Shingles is a fairly common viral infection in the UK, with around 250,000 people each year suffering with the condition. It is caused by the herpes varicella-zoster virus which also causes chickenpox and remains in the nerve tissue as a result. The shingles virus is triggered, generally later in life when the body can longer provide immunity from the symptoms; it is also allowed to multiply when the immune system is in a weakened state possibly due to factors such as stress, poor nutrition or medication for other conditions. People suffer from varying degrees of shingles with some symptoms becoming much more severe than others, a commonly asked question is “should I always visit my Dr for shingles treatment?” the answer will ultimately depend on the symptoms being felt.

Symptoms of shingles

The broad answer to “should I always visit my Dr for shingles treatment?” is yes. It is recommended to see a doctor if you feel you are suffering from shingles as they are the best people to judge whether you need specialist treatment and prescription medication or you are able to recover using only over-the-counter medication and home remedies.

The common symptoms of shingles will develop with fever like feelings and sensitivity, tingling and burning in the affected area; this can last for several days before a rash of small raised red spots appear. These spots quickly turn to blisters which will continue to form over several days before drying out and crusting over. Once the rash appears, pain will also begin to be felt in the nerve endings at the affected area, it is the pain which will often require the most treatment.

If any of these symptoms are being felt on the face then the answer to “should I always visit my Dr for shingles treatment?” is definitely yes. Shingles of the face can often spread to the eyes and can cause a number of complications including scarring of the cornea. Specialist treatment will be needed to prevent damage to the eyes and this can only be given by a doctor.

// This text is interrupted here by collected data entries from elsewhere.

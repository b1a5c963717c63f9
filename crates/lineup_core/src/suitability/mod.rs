//! Suitability providers
//!
//! The assigner consumes a `{position → score}` table per player and does
//! not care where it comes from. This module holds the seam for whatever
//! produces those tables (an external classifier, or the built-in weighted
//! profile provider), plus the post-processing applied to a raw
//! distribution before it is ranked or assigned.

pub mod attributes;
pub mod profile;
pub mod recommend;

pub use attributes::{Attribute, AttributeVector, ATTRIBUTE_MAX, ATTRIBUTE_MIN};
pub use profile::WeightedProfileProvider;
pub use recommend::{highlight_code, recommend_for_formation, recommend_positions, Recommendation};

use crate::config::AssignerConfig;
use crate::models::{PlayerSuitability, PositionCode};
use std::collections::BTreeMap;

/// Produces a suitability distribution from a player's ratings.
pub trait SuitabilityProvider {
    fn suitability(&self, attributes: &AttributeVector) -> BTreeMap<PositionCode, f64>;
}

impl<F> SuitabilityProvider for F
where
    F: Fn(&AttributeVector) -> BTreeMap<PositionCode, f64>,
{
    fn suitability(&self, attributes: &AttributeVector) -> BTreeMap<PositionCode, f64> {
        self(attributes)
    }
}

/// Raise every probability to `gamma` and renormalize.
///
/// `gamma > 1` makes the leading positions more dominant without changing
/// the ranking. A distribution summing to zero is returned unchanged.
pub fn sharpen(
    probabilities: &BTreeMap<PositionCode, f64>,
    gamma: f64,
) -> BTreeMap<PositionCode, f64> {
    let powered: BTreeMap<PositionCode, f64> =
        probabilities.iter().map(|(&code, &p)| (code, p.powf(gamma))).collect();
    let total: f64 = powered.values().sum();
    if total > 0.0 {
        powered.into_iter().map(|(code, p)| (code, p / total)).collect()
    } else {
        powered
    }
}

/// Positions ranked by score, highest first; ties keep code order.
pub fn top_positions(scores: &BTreeMap<PositionCode, f64>, n: usize) -> Vec<(PositionCode, f64)> {
    let mut ranked: Vec<(PositionCode, f64)> = scores.iter().map(|(&c, &s)| (c, s)).collect();
    ranked.sort_by(|a, b| b.1.total_cmp(&a.1).then(a.0.cmp(&b.0)));
    ranked.truncate(n);
    ranked
}

/// Run `provider` for one player and sharpen the result with the
/// configured gamma.
pub fn player_suitability<P: SuitabilityProvider + ?Sized>(
    provider: &P,
    player_id: impl Into<String>,
    attributes: &AttributeVector,
    config: &AssignerConfig,
) -> PlayerSuitability {
    let raw = provider.suitability(attributes);
    PlayerSuitability::new(player_id, sharpen(&raw, config.sharpen_gamma))
}
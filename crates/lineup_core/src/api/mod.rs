pub mod assign_json;

pub use assign_json::{
    assign, assign_json, assign_json_with_provider, assign_with_config, recommend_json,
    resolve_roster, AssignRequest, AssignResponse, RecommendRequest, RecommendResponse,
    RosterEntry, SCHEMA_VERSION,
};
use std::path::PathBuf;

use serde::{Deserialize, Serialize};

fn default_path() -> PathBuf {
    PathBuf::from("learned_words.json")
}

#[derive(Debug, Serialize, Deserialize, Clone)]
#[serde(default)]
pub struct StoreConfig {
    #[serde(default = "default_path")]
    pub path: PathBuf,
}

impl Default for StoreConfig {
    fn default() -> Self {
        Self {
            path: default_path(),
        }
    }
}
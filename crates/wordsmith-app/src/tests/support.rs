use std::collections::HashMap;
use std::sync::atomic::{AtomicUsize, Ordering};
use std::sync::{Arc, Mutex};

use serde_json::{Value, json};
use wordsmith_config::Config;
use wordsmith_core::{MemoryBackend, StoreBackend, VocabularyStore};
use wordsmith_lookup::{LookupError, LookupResponse, LookupService, ProviderMetadata};

use crate::state::AppState;

/// Canned lookup service that counts how often it is asked
#[derive(Default)]
pub struct FakeLookup {
    responses: Mutex<HashMap<String, Value>>,
    calls: AtomicUsize,
}

impl FakeLookup {
    pub fn with_words(words: &[&str]) -> Self {
        let fake = Self::default();
        for word in words {
            fake.insert(word, entry(word, &format!("meaning of {word}")));
        }
        fake
    }

    pub fn insert(&self, word: &str, payload: Value) {
        self.responses
            .lock()
            .unwrap()
            .insert(word.to_string(), payload);
    }

    pub fn calls(&self) -> usize {
        self.calls.load(Ordering::SeqCst)
    }
}

#[async_trait::async_trait]
impl LookupService for FakeLookup {
    async fn lookup(&self, word: &str) -> Result<LookupResponse, LookupError> {
        self.calls.fetch_add(1, Ordering::SeqCst);
        match self.responses.lock().unwrap().get(word) {
            Some(payload) => Ok(LookupResponse::Found(payload.clone())),
            None => Ok(LookupResponse::NotFound),
        }
    }

    fn metadata(&self) -> ProviderMetadata {
        ProviderMetadata {
            name: "fake".to_string(),
            requires_api_key: false,
        }
    }
}

/// Lets a test keep a handle on the backend the store owns
pub struct SharedBackend(pub Arc<MemoryBackend>);

impl StoreBackend for SharedBackend {
    fn read(&self) -> std::io::Result<Option<String>> {
        self.0.read()
    }

    fn write_atomic(&self, contents: &str) -> std::io::Result<()> {
        self.0.write_atomic(contents)
    }

    fn describe(&self) -> String {
        self.0.describe()
    }
}

/// One dictionary entry with a single noun meaning
pub fn entry(word: &str, definition: &str) -> Value {
    json!([{
        "word": word,
        "phonetic": format!("/{word}/"),
        "meanings": [{
            "partOfSpeech": "noun",
            "definitions": [{ "definition": definition, "synonyms": [], "antonyms": [] }],
            "synonyms": [],
            "antonyms": []
        }]
    }])
}

pub fn app_state(lookup: Arc<FakeLookup>, backend: Arc<MemoryBackend>) -> Arc<AppState> {
    let store = VocabularyStore::open(SharedBackend(backend));
    Arc::new(AppState::new(Config::default(), store, lookup, None))
}

pub fn output(buf: Vec<u8>) -> String {
    String::from_utf8(buf).unwrap()
}
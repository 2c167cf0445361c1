use indexmap::IndexSet;
use rand::rngs::StdRng;
use rand::seq::{SliceRandom, index};
use rand::{Rng, SeedableRng};

use crate::error::QuizError;
use crate::record::WordRecord;
use crate::store::{Vocabulary, VocabularyStore};

/// Options shown per question
pub const OPTION_COUNT: usize = 4;
/// Words needed in the pool to build a question
pub const MIN_POOL: usize = OPTION_COUNT;

#[derive(Debug, Clone, Copy, PartialEq, Eq)]
pub enum QuizState {
    /// Started, no question asked yet
    Idle,
    Active,
    /// Fewer than [`MIN_POOL`] words left to ask about
    Exhausted,
}

#[derive(Debug, Clone, Copy, Default, PartialEq, Eq)]
pub struct Score {
    pub correct: usize,
    pub total: usize,
}

impl Score {
    pub fn accuracy(&self) -> f32 {
        if self.total == 0 {
            return 0.0;
        }
        self.correct as f32 / self.total as f32
    }
}

#[derive(Debug, Clone)]
pub struct Question {
    word: String,
    options: Vec<String>,
    correct_index: usize,
    answered: bool,
}

impl Question {
    /// Word whose definition must be picked
    pub fn word(&self) -> &str {
        &self.word
    }

    pub fn options(&self) -> &[String] {
        &self.options
    }

    pub fn correct_index(&self) -> usize {
        self.correct_index
    }
}

/// Everything the caller shows after an answer, right or wrong
#[derive(Debug, Clone, PartialEq, Eq)]
pub struct AnswerFeedback {
    pub word: String,
    pub is_correct: bool,
    pub selected: usize,
    pub correct_index: usize,
    pub definitions: Vec<String>,
    pub synonyms: Vec<String>,
    pub antonyms: Vec<String>,
}

/// One quiz run over a snapshot of the vocabulary.
///
/// A word leaves the pool once it is answered correctly. The store itself is
/// never touched.
pub struct QuizSession<R = StdRng> {
    words: Vocabulary,
    pool: IndexSet<String>,
    current: Option<Question>,
    score: Score,
    state: QuizState,
    rng: R,
}

impl QuizSession {
    pub fn start(store: &VocabularyStore) -> Result<Self, QuizError> {
        Self::start_with_rng(store, StdRng::from_os_rng())
    }
}

impl<R: Rng> QuizSession<R> {
    pub fn start_with_rng(store: &VocabularyStore, rng: R) -> Result<Self, QuizError> {
        Self::from_vocabulary(store.snapshot(), rng)
    }

    pub fn from_vocabulary(words: Vocabulary, rng: R) -> Result<Self, QuizError> {
        if words.len() < MIN_POOL {
            return Err(QuizError::InsufficientVocabulary {
                available: words.len(),
                required: MIN_POOL,
            });
        }

        let pool = words.keys().cloned().collect();
        tracing::debug!("Quiz session started with {} words", words.len());

        Ok(Self {
            words,
            pool,
            current: None,
            score: Score::default(),
            state: QuizState::Idle,
            rng,
        })
    }

    /// Draw a target and three distractors from the pool and shuffle their
    /// first definitions into four options.
    ///
    /// Identical definition texts are kept as they are, so two options may read
    /// the same.
    pub fn next_question(&mut self) -> Result<&Question, QuizError> {
        let available = self.pool.len();
        if available < MIN_POOL {
            self.state = QuizState::Exhausted;
            self.current = None;
            return Err(QuizError::InsufficientVocabulary {
                available,
                required: MIN_POOL,
            });
        }

        let target = self.rng.random_range(0..available);
        // Sample among the others, skipping over the target's slot
        let distractors = index::sample(&mut self.rng, available - 1, OPTION_COUNT - 1)
            .into_iter()
            .map(|i| if i >= target { i + 1 } else { i });

        let candidates: Vec<&str> = std::iter::once(target)
            .chain(distractors)
            .map(|i| self.words[self.pool[i].as_str()].primary_definition())
            .collect();

        let mut order: Vec<usize> = (0..OPTION_COUNT).collect();
        order.shuffle(&mut self.rng);

        let options = order.iter().map(|&c| candidates[c].to_string()).collect();
        let correct_index = order.iter().position(|&c| c == 0).unwrap_or_default();

        let word = self.pool[target].clone();
        tracing::debug!("Next question: '{}' (answer {})", word, correct_index);

        self.state = QuizState::Active;
        Ok(self.current.insert(Question {
            word,
            options,
            correct_index,
            answered: false,
        }))
    }

    /// Score the open question. `None` means nothing was selected.
    pub fn submit_answer(&mut self, selected: Option<usize>) -> Result<AnswerFeedback, QuizError> {
        let question = self
            .current
            .as_mut()
            .filter(|q| !q.answered)
            .ok_or(QuizError::NoQuestion)?;

        let selected = selected.ok_or(QuizError::NoSelection)?;
        if selected >= OPTION_COUNT {
            return Err(QuizError::OptionOutOfRange(selected));
        }

        question.answered = true;
        let is_correct = selected == question.correct_index;

        self.score.total += 1;
        if is_correct {
            self.score.correct += 1;
            self.pool.swap_remove(&question.word);
        }

        let record = &self.words[question.word.as_str()];
        Ok(AnswerFeedback {
            word: question.word.clone(),
            is_correct,
            selected,
            correct_index: question.correct_index,
            definitions: record.definitions().to_vec(),
            synonyms: record.synonyms().to_vec(),
            antonyms: record.antonyms().to_vec(),
        })
    }

    pub fn state(&self) -> QuizState {
        self.state
    }

    pub fn score(&self) -> Score {
        self.score
    }

    pub fn current_question(&self) -> Option<&Question> {
        self.current.as_ref()
    }

    /// Words not yet answered correctly
    pub fn remaining(&self) -> usize {
        self.pool.len()
    }

    pub fn is_remaining(&self, word: &str) -> bool {
        self.pool.contains(word)
    }

    pub fn record(&self, word: &str) -> Option<&WordRecord> {
        self.words.get(word)
    }
}
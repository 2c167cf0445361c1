use serde::{Deserialize, Serialize};

fn default_api_url() -> String {
    "https://api.dictionaryapi.dev/api/v2/entries/en".to_string()
}

fn default_timeout_seconds() -> u64 {
    10
}

#[derive(Debug, Serialize, Deserialize, Clone)]
#[serde(default)]
pub struct LookupConfig {
    /// Base URL, the word is appended as the last path segment
    #[serde(default = "default_api_url")]
    pub api_url: String,
    #[serde(default = "default_timeout_seconds")]
    pub timeout_seconds: u64,
}

impl Default for LookupConfig {
    fn default() -> Self {
        Self {
            api_url: default_api_url(),
            timeout_seconds: default_timeout_seconds(),
        }
    }
}
use std::io::Write;

use kanal::{AsyncReceiver, AsyncSender};
use tokio::task::JoinSet;
use tokio_util::sync::CancellationToken;

use crate::events::{Flow, Shell};
use crate::io::watch_stdin;

/// Centralized channel management
pub struct ChannelSet {
    pub input: (AsyncSender<String>, AsyncReceiver<String>),
}

impl ChannelSet {
    pub fn new() -> Self {
        Self {
            input: kanal::bounded_async(64),
        }
    }
}

/// Runs the shell: stdin reader and event loop as two tasks
pub struct AppController {
    channels: ChannelSet,
    cancel_token: CancellationToken,
}

impl AppController {
    pub fn new() -> Self {
        Self {
            channels: ChannelSet::new(),
            cancel_token: CancellationToken::new(),
        }
    }

    pub fn spawn_tasks(&self, shell: Shell, interactive: bool) -> JoinSet<anyhow::Result<()>> {
        let mut tasks = JoinSet::new();

        tasks.spawn(watch_stdin(
            self.cancel_token.child_token(),
            self.channels.input.0.clone(),
        ));

        tasks.spawn(event_loop(
            shell,
            self.channels.input.1.clone(),
            self.cancel_token.clone(),
            interactive,
        ));

        tasks
    }

    pub fn shutdown(&self) {
        self.cancel_token.cancel();
    }
}

/// Handle input lines one at a time until quit, EOF or cancellation
pub async fn event_loop(
    mut shell: Shell,
    line_rx: AsyncReceiver<String>,
    cancel: CancellationToken,
    interactive: bool,
) -> anyhow::Result<()> {
    if interactive {
        print_prompt(&shell)?;
    }

    loop {
        let line = tokio::select! {
            _ = cancel.cancelled() => break,
            line = line_rx.recv() => match line {
                Ok(line) => line,
                Err(_) => break,
            },
        };

        let mut buf = Vec::new();
        let flow = shell.handle_line(&line, &mut buf).await?;
        std::io::stdout().write_all(&buf)?;

        if flow == Flow::Quit {
            break;
        }
        if interactive {
            print_prompt(&shell)?;
        }
    }

    tracing::debug!("Event loop stopping");
    cancel.cancel();
    Ok(())
}

fn print_prompt(shell: &Shell) -> std::io::Result<()> {
    let mut stdout = std::io::stdout();
    write!(stdout, "{}", shell.prompt())?;
    stdout.flush()
}
use std::io::Write;

use wordsmith_core::{NormalizeError, StoreError, word_key};
use wordsmith_lookup::spawn_image_fetch;

use crate::events::render_record;
use crate::state::AppState;

/// Look up `input`, normalize it and store the record.
///
/// A word that is already stored is shown as-is without calling the lookup
/// service, unless `overwrite` is set.
pub async fn handle_add_word<W: Write + Send>(
    state: &AppState,
    input: &str,
    overwrite: bool,
    out: &mut W,
) -> anyhow::Result<()> {
    let Some(key) = word_key(input) else {
        writeln!(out, "Enter a word to look up")?;
        return Ok(());
    };

    if !overwrite && let Some(record) = state.store.get(&key) {
        write!(out, "{}", render_record(&record, state.image_slots.image(&key).as_deref()))?;
        writeln!(out, "\nThe word '{key}' is already in your vocabulary list!")?;
        return Ok(());
    }

    let response = match state.lookup.lookup(&key).await {
        Ok(response) => response,
        Err(e) => {
            tracing::warn!("Lookup for '{}' failed: {}", key, e);
            writeln!(out, "Lookup failed for '{key}': {e}")?;
            return Ok(());
        }
    };

    let record = match response.into_record(&key) {
        Ok(record) => record,
        Err(NormalizeError::LookupNotFound(_)) => {
            writeln!(out, "Could not find word '{key}'")?;
            return Ok(());
        }
        Err(e @ NormalizeError::MalformedResponse(_)) => {
            tracing::warn!("{}", e);
            writeln!(out, "The dictionary returned an unusable entry for '{key}': {e}")?;
            return Ok(());
        }
    };

    match state.store.upsert(&key, record.clone(), overwrite) {
        Ok(()) => {
            tracing::info!("Added '{}'", key);
        }
        Err(StoreError::AlreadyExists(_)) => {
            // Another lookup for the same word finished first
            writeln!(out, "The word '{key}' is already in your vocabulary list!")?;
            return Ok(());
        }
        Err(e @ StoreError::StorageWriteFailure(_)) => {
            tracing::error!("{}", e);
            write!(out, "{}", render_record(&record, None))?;
            writeln!(out, "\nWarning: {e}")?;
            return Ok(());
        }
        Err(e) => return Err(e.into()),
    }

    write!(out, "{}", render_record(&record, None))?;
    writeln!(out, "\nWords learned: {}", state.store.size())?;

    if let Some(fetcher) = &state.images {
        spawn_image_fetch(
            fetcher.clone(),
            key.clone(),
            state.image_slots.slot(&key),
            state.image_timeout(),
        );
    }

    Ok(())
}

Shingles in healthy young adults and children

Shingles in children and young adults (including pregnant women) is rare, and anyone that is young and healthy that does develop shingles generally suffers from the mildest of symptoms. In these cases the answer to “should I always visit my Dr for shingles treatment?” would be no, medical advice and prescription medication is not always needed. Mild symptoms can often be managed with over-the-counter painkillers such as paracetamol and the rash can be kept under control by eating vitamin rich fruits, vegetables and taking enzyme and vitamin supplements, continually cleaning the rash and keeping it dry also helps. Any sensations of itchiness and irritation can be treated using calamine lotion which is able to soothe skin and dry out blisters.

Capsaicin cream can also be purchased over-the-counter and used as required to relief any symptoms of pain in the affected area.